Ces négociations sur des points aussi « techniques » et précis, ces retards et prolongations démontrent qu’au fond, la Troïka, n’est pas simplement en train de négocier des mesures économiques mais vise des objectifs politiques bien plus importants. Son objectif est d’imposer une réorientation ou un tournant vers le centre au gouvernement grec. Elle cherche à infliger une grande défaite politique à ce parti qui a voulu remettre en cause très partiellement les politiques d’austérité complètement consensuelles parmi les politiciens européens.

Les dirigeants européens ne veulent laisser aucune marge de manœuvre à Syriza. Il faut asphyxier son gouvernement au point où la seule politique qu’il pourra mettre en place, s’il ne veut pas tomber, sera celle dictée par la Troïka. Il s’agit de décourager tout parti dans les pays européens en crise, à commencer par l’Etat Espagnol, qui essaierait de suivre l’exemple de Syriza.

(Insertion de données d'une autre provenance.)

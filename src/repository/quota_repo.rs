// ==========================================
// 企业定额匹配系统 - 企业定额仓储
// ==========================================
// 目录查询均以版本为作用域；批量导入只追加不覆盖
// ==========================================

use crate::domain::{Quota, QuotaDraft};
use crate::repository::error::{RepositoryError, RepositoryResult};
use crate::repository::{decimal_from_row, decimal_to_sql};
use rusqlite::{params, Connection, OptionalExtension, Row};
use std::sync::{Arc, Mutex};

// ==========================================
// QuotaRepository - 企业定额仓储
// ==========================================
pub struct QuotaRepository {
    conn: Arc<Mutex<Connection>>,
}

impl QuotaRepository {
    /// 创建新的QuotaRepository实例
    pub fn new(conn: Arc<Mutex<Connection>>) -> Self {
        Self { conn }
    }

    /// 获取数据库连接
    fn get_conn(&self) -> RepositoryResult<std::sync::MutexGuard<'_, Connection>> {
        self.conn
            .lock()
            .map_err(|e| RepositoryError::LockError(e.to_string()))
    }

    /// 新增单条定额
    pub fn insert(&self, version_id: i64, draft: &QuotaDraft) -> RepositoryResult<Quota> {
        let conn = self.get_conn()?;

        conn.execute(
            r#"INSERT INTO enterprise_quota (
                    version_id, quota_code, quota_name, feature_value, unit,
                    unit_price, labor_cost, material_cost, machine_cost, remark
                ) VALUES (?, ?, ?, ?, ?, ?, ?, ?, ?, ?)"#,
            params![
                version_id,
                &draft.quota_code,
                &draft.quota_name,
                &draft.feature_value,
                &draft.unit,
                decimal_to_sql(&draft.unit_price),
                decimal_to_sql(&draft.labor_cost),
                decimal_to_sql(&draft.material_cost),
                decimal_to_sql(&draft.machine_cost),
                &draft.remark,
            ],
        )?;

        Ok(Self::from_draft(conn.last_insert_rowid(), version_id, draft))
    }

    /// 批量追加定额（导入；不去重、不覆盖，事务化）
    ///
    /// # 返回
    /// - `Ok(count)`: 插入成功的记录数
    pub fn batch_insert(&self, version_id: i64, drafts: &[QuotaDraft]) -> RepositoryResult<usize> {
        if drafts.is_empty() {
            return Ok(0);
        }

        let mut conn = self.get_conn()?;
        let tx = conn.transaction()?;

        {
            let mut stmt = tx.prepare(
                r#"INSERT INTO enterprise_quota (
                        version_id, quota_code, quota_name, feature_value, unit,
                        unit_price, labor_cost, material_cost, machine_cost, remark
                    ) VALUES (?, ?, ?, ?, ?, ?, ?, ?, ?, ?)"#,
            )?;

            for draft in drafts {
                stmt.execute(params![
                    version_id,
                    &draft.quota_code,
                    &draft.quota_name,
                    &draft.feature_value,
                    &draft.unit,
                    decimal_to_sql(&draft.unit_price),
                    decimal_to_sql(&draft.labor_cost),
                    decimal_to_sql(&draft.material_cost),
                    decimal_to_sql(&draft.machine_cost),
                    &draft.remark,
                ])?;
            }
        }

        tx.commit()?;
        Ok(drafts.len())
    }

    /// 按ID查询定额
    pub fn find_by_id(&self, quota_id: i64) -> RepositoryResult<Option<Quota>> {
        let conn = self.get_conn()?;

        let quota = conn
            .query_row(
                &format!("{} WHERE id = ?", Self::SELECT_BASE),
                params![quota_id],
                Self::map_row,
            )
            .optional()?;

        Ok(quota)
    }

    /// 查询版本内全部定额（稳定插入顺序）
    pub fn list_by_version(&self, version_id: i64) -> RepositoryResult<Vec<Quota>> {
        let conn = self.get_conn()?;

        let mut stmt = conn.prepare(&format!(
            "{} WHERE version_id = ? ORDER BY id",
            Self::SELECT_BASE
        ))?;

        let quotas = stmt
            .query_map(params![version_id], Self::map_row)?
            .collect::<Result<Vec<Quota>, _>>()?;

        Ok(quotas)
    }

    /// 版本内关键字检索：编码/名称/特征的大小写不敏感子串匹配
    ///
    /// 空关键字返回空结果（强制显式查询，不等价于"全部"）
    pub fn find_by_keyword(&self, version_id: i64, keyword: &str) -> RepositoryResult<Vec<Quota>> {
        let keyword = keyword.trim();
        if keyword.is_empty() {
            return Ok(Vec::new());
        }

        // LIKE 通配符按字面匹配
        let escaped = keyword
            .to_lowercase()
            .replace('\\', "\\\\")
            .replace('%', "\\%")
            .replace('_', "\\_");
        let pattern = format!("%{}%", escaped);

        let conn = self.get_conn()?;
        let mut stmt = conn.prepare(&format!(
            r#"{} WHERE version_id = ?1
                 AND (lower(coalesce(quota_code, ''))    LIKE ?2 ESCAPE '\'
                   OR lower(quota_name)                  LIKE ?2 ESCAPE '\'
                   OR lower(coalesce(feature_value, '')) LIKE ?2 ESCAPE '\')
               ORDER BY id"#,
            Self::SELECT_BASE
        ))?;

        let quotas = stmt
            .query_map(params![version_id, &pattern], Self::map_row)?
            .collect::<Result<Vec<Quota>, _>>()?;

        Ok(quotas)
    }

    /// 更新定额（整行覆盖；不改归属版本）
    pub fn update(&self, quota: &Quota) -> RepositoryResult<()> {
        let conn = self.get_conn()?;

        let affected = conn.execute(
            r#"UPDATE enterprise_quota
               SET quota_code = ?, quota_name = ?, feature_value = ?, unit = ?,
                   unit_price = ?, labor_cost = ?, material_cost = ?, machine_cost = ?,
                   remark = ?
               WHERE id = ?"#,
            params![
                &quota.quota_code,
                &quota.quota_name,
                &quota.feature_value,
                &quota.unit,
                decimal_to_sql(&quota.unit_price),
                decimal_to_sql(&quota.labor_cost),
                decimal_to_sql(&quota.material_cost),
                decimal_to_sql(&quota.machine_cost),
                &quota.remark,
                quota.id,
            ],
        )?;

        if affected == 0 {
            return Err(RepositoryError::NotFound {
                entity: "Quota".to_string(),
                id: quota.id.to_string(),
            });
        }
        Ok(())
    }

    /// 删除定额（不回写已有清单/关联上的快照）
    pub fn delete(&self, quota_id: i64) -> RepositoryResult<bool> {
        let conn = self.get_conn()?;

        let affected = conn.execute(
            "DELETE FROM enterprise_quota WHERE id = ?",
            params![quota_id],
        )?;
        Ok(affected > 0)
    }

    /// 版本内定额数量
    pub fn count_by_version(&self, version_id: i64) -> RepositoryResult<i64> {
        let conn = self.get_conn()?;

        let count: i64 = conn.query_row(
            "SELECT COUNT(*) FROM enterprise_quota WHERE version_id = ?",
            params![version_id],
            |row| row.get(0),
        )?;
        Ok(count)
    }

    const SELECT_BASE: &'static str = r#"SELECT id, version_id, quota_code, quota_name, feature_value, unit,
                      unit_price, labor_cost, material_cost, machine_cost, remark
               FROM enterprise_quota"#;

    /// 行映射
    fn map_row(row: &Row<'_>) -> rusqlite::Result<Quota> {
        Ok(Quota {
            id: row.get(0)?,
            version_id: row.get(1)?,
            quota_code: row.get(2)?,
            quota_name: row.get(3)?,
            feature_value: row.get(4)?,
            unit: row.get(5)?,
            unit_price: decimal_from_row(row, 6)?,
            labor_cost: decimal_from_row(row, 7)?,
            material_cost: decimal_from_row(row, 8)?,
            machine_cost: decimal_from_row(row, 9)?,
            remark: row.get(10)?,
        })
    }

    fn from_draft(id: i64, version_id: i64, draft: &QuotaDraft) -> Quota {
        Quota {
            id,
            version_id,
            quota_code: draft.quota_code.clone(),
            quota_name: draft.quota_name.clone(),
            feature_value: draft.feature_value.clone(),
            unit: draft.unit.clone(),
            unit_price: draft.unit_price,
            labor_cost: draft.labor_cost,
            material_cost: draft.material_cost,
            machine_cost: draft.machine_cost,
            remark: draft.remark.clone(),
        }
    }
}
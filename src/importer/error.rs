// ==========================================
// 企业定额匹配系统 - 导入模块错误类型
// ==========================================
// 工具: thiserror 派生宏
// ==========================================

use thiserror::Error;

/// 导入模块错误类型
#[derive(Error, Debug)]
pub enum ImportError {
    // ===== 文件相关错误 =====
    #[error("文件不存在: {0}")]
    FileNotFound(String),

    #[error("文件格式不支持: {0}（仅支持 .xlsx/.xls/.csv）")]
    UnsupportedFormat(String),

    #[error("文件读取失败: {0}")]
    FileReadError(String),

    #[error("Excel 解析失败: {0}")]
    ExcelParseError(String),

    #[error("CSV 解析失败: {0}")]
    CsvParseError(String),

    // ===== 行级数据错误 =====
    #[error("必填字段缺失 (行 {row}): {field} 为空")]
    MissingField { row: usize, field: String },

    #[error("类型转换失败 (行 {row}, 字段 {field}): {message}")]
    TypeConversionError {
        row: usize,
        field: String,
        message: String,
    },

    #[error("字段值错误 (行 {row}, 字段 {field}): {message}")]
    FieldValueError {
        row: usize,
        field: String,
        message: String,
    },
}

// 实现 From<std::io::Error>
impl From<std::io::Error> for ImportError {
    fn from(err: std::io::Error) -> Self {
        ImportError::FileReadError(err.to_string())
    }
}

// 实现 From<csv::Error>
impl From<csv::Error> for ImportError {
    fn from(err: csv::Error) -> Self {
        ImportError::CsvParseError(err.to_string())
    }
}

/// Result 类型别名
pub type ImportResult<T> = Result<T, ImportError>;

Il n’y a aucun doute que cette situation est une conséquence de l’orientation politique de Tsipras. A chaque jour qui passe Syriza est en train de démontrer tragiquement l’impasse du réformisme, notamment dans une période où le capitalisme est en crise. En effet, l’expérience historique le démontre que dans ces circonstances de crise les capitalistes ont fait des concessions seulement face à la peur de tout perdre, c’est-à-dire face au risque de la révolution. Cependant, Tsipras et Syriza, y compris son aile gauche, ont plutôt contribué à la démobilisation, au rabaissement des expectatives et à la sensation d’impuissance qui prend de plus en plus d’importance.

Mais si l’on ne prend pas en compte l’objectif politique des dirigeants impérialistes, il est impossible de comprendre pourquoi même après une capitulation complète de Tsipras et son gouvernement les créanciers font encore durer les négociations.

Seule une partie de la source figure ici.